→ **BRIEF**
Go to the line containing "let tables = service.list_tables()?;" and return it and each line after it exactly, through the end of the data below, and nothing more.

[Stored data]
⟨

//! Purpose: Hold top-level CLI command dispatch for `csvserve`.
//! Exports: `dispatch_command`.
//! Role: Keep `main.rs` focused on parse/bootstrap and delegate command execution.
//! Invariants: `check` exits with the code of the first failing table, 0 otherwise.

use super::*;
use crate::table_json::{check_json, tables_json};

pub(super) fn dispatch_command(
    command: Command,
    service: TableService,
) -> Result<RunOutcome, Error> {
    match command {
        Command::Completion { shell } => {
            let mut cmd = Cli::command();
            clap_complete::aot::generate(shell, &mut cmd, "csvserve", &mut io::stdout());
            Ok(RunOutcome::ok())
        }
        Command::Tables => {
            let tables = service.list_tables()?;
            emit_json(tables_json(&tables, service.exposed().names()));
            Ok(RunOutcome::ok())
        }
        Command::Check { json } => {
            let results: Vec<(String, Result<usize, Error>)> = service
                .exposed()
                .names()
                .iter()
                .map(|table| (table.clone(), service.load(table).map(|loaded| loaded.len())))
                .collect();

            if json {
                let reports = results
                    .iter()
                    .map(|(table, result)| check_json(table, result))
                    .collect::<Vec<_>>();
                emit_json(serde_json::json!({ "reports": reports }));
            } else {
                for (table, result) in &results {
                    match result {
                        Ok(rows) => println!("OK: {table} rows={rows}"),
                        Err(err) => println!("FAIL: {table} {err}"),
                    }
                }
            }

            let exit_code = results
                .iter()
                .find_map(|(_, result)| result.as_ref().err())
                .map_or(0, |err| to_exit_code(err.kind()));
            Ok(RunOutcome::with_code(exit_code))
        }
        Command::Serve(args) => {
            let config = serve_config_from_args(args, &service)?;
            let runtime = tokio::runtime::Builder::new_multi_thread()
                .enable_all()
                .build()
                .map_err(|err| {
                    Error::new(ErrorKind::Internal)
                        .with_message("failed to start runtime")
                        .with_source(err)
                })?;
            runtime.block_on(serve::serve(config))?;
            Ok(RunOutcome::ok())
        }
    }
}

⟩

→ **WORKED SOLUTION**
            let tables = service.list_tables()?;
            emit_json(tables_json(&tables, service.exposed().names()));
            Ok(RunOutcome::ok())
        }
        Command::Check { json } => {
            let results: Vec<(String, Result<usize, Error>)> = service
                .exposed()
                .names()
                .iter()
                .map(|table| (table.clone(), service.load(table).map(|loaded| loaded.len())))
                .collect();

            if json {
                let reports = results
                    .iter()
                    .map(|(table, result)| check_json(table, result))
                    .collect::<Vec<_>>();
                emit_json(serde_json::json!({ "reports": reports }));
            } else {
                for (table, result) in &results {
                    match result {
                        Ok(rows) => println!("OK: {table} rows={rows}"),
                        Err(err) => println!("FAIL: {table} {err}"),
                    }
                }
            }

            let exit_code = results
                .iter()
                .find_map(|(_, result)| result.as_ref().err())
                .map_or(0, |err| to_exit_code(err.kind()));
            Ok(RunOutcome::with_code(exit_code))
        }
        Command::Serve(args) => {
            let config = serve_config_from_args(args, &service)?;
            let runtime = tokio::runtime::Builder::new_multi_thread()
                .enable_all()
                .build()
                .map_err(|err| {
                    Error::new(ErrorKind::Internal)
                        .with_message("failed to start runtime")
                        .with_source(err)
                })?;
            runtime.block_on(serve::serve(config))?;
            Ok(RunOutcome::ok())
        }
    }
}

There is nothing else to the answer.